ML12270A249
| ML12270A249 | |
| Person / Time | |
|---|---|
| Site: | Grand Gulf |
| Issue date: | 10/03/2012 |
| From: | Ferrer N License Renewal Projects Branch 1 |
| To: | Mike Perito Entergy Operations |
| Ferrer N, 415-1045 | |
| References | |
| TAC ME7493 | |
| Download: ML12270A249 (7) | |
Text
UNITED STATES NUCLEAR REGULATORY COMMISSION WASHINGTON, D.C. 20555-0001 October 3, 2012 Mr. Michael Perito Vice President, Site Entergy Operations, Inc.
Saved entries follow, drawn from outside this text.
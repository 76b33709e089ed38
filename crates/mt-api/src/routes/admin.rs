//! Admin routes.

use axum::{extract::State, Json};
use chrono::Utc;
use mt_core::{build_schedule, ScheduleInput, TestStatus};
use serde::Serialize;
use std::sync::Arc;

use crate::auth::Session;
use crate::db::schema::ScheduleRow;
use crate::error::ApiError;
use crate::routes::calendar::SCHEDULE_SQL;
use crate::AppState;

#[derive(Serialize)]
pub struct StatsResponse {
    pub projects: i64,
    pub field_inspections: i64,
    pub concrete_tests: i64,
    pub nuclear_density_tests: i64,
    pub overdue_tests: i64,
}

#[derive(Serialize)]
pub struct ConfigResponse {
    pub company_name: String,
    pub version: String,
}

/// Dashboard counts. A failed count renders as zero so one bad query does not
/// blank the whole dashboard.
pub async fn get_stats(
    State(state): State<Arc<AppState>>,
    session: Session,
) -> Result<Json<StatsResponse>, ApiError> {
    session.require_member()?;

    Ok(Json(StatsResponse {
        projects: count(&state, "projects").await,
        field_inspections: count(&state, "field_inspections").await,
        concrete_tests: count(&state, "concrete_tests").await,
        nuclear_density_tests: count(&state, "nuclear_density_tests").await,
        overdue_tests: overdue_count(&state).await,
    }))
}

pub async fn get_config(
    State(state): State<Arc<AppState>>,
    session: Session,
) -> Result<Json<ConfigResponse>, ApiError> {
    session.require_admin()?;

    Ok(Json(ConfigResponse {
        company_name: state.config.company_name.clone(),
        version: env!("CARGO_PKG_VERSION").to_string(),
    }))
}

async fn count(state: &AppState, table: &str) -> i64 {
    sqlx::query_scalar(&format!("SELECT COUNT(*) FROM {table}"))
        .fetch_one(&state.db)
        .await
        .unwrap_or_else(|e| {
            tracing::warn!("stats count on {table} failed: {e}");
            0
        })
}

async fn overdue_count(state: &AppState) -> i64 {
    match sqlx::query_as::<_, ScheduleRow>(SCHEDULE_SQL).fetch_all(&state.db).await {
        Ok(rows) => {
            let inputs: Vec<ScheduleInput> = rows.into_iter().map(Into::into).collect();
            build_schedule(&inputs, Utc::now().date_naive())
                .iter()
                .filter(|e| e.status == TestStatus::Overdue)
                .count() as i64
        }
        Err(e) => {
            tracing::warn!("overdue count failed: {e}");
            0
        }
    }
}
P.O. Box 756 Port Gibson, MS 39150
SUBJECT:
REQUESTS FOR ADDITIONAL INFORMATION FOR THE REVIEW OF THE GRAND GULF NUCLEAR STATION LICENSE RENEWAL APPLICATION (TAC NO. ME7493)
Dear Mr. Perito:
By letter dated October 28, 2011, Entergy Operations, Inc., submitted an application pursuant to Title 10 of the Code of Federal Regulations Part 54, to renew the operating license for Grand Gulf Nuclear Station, Unit 1, for review by the U.S. Nuclear Regulatory Commission (NRC or the staff). The staff is reviewing the information contained in the license renewal application and has identified, in the enclosure, areas where additional information is needed to complete the review.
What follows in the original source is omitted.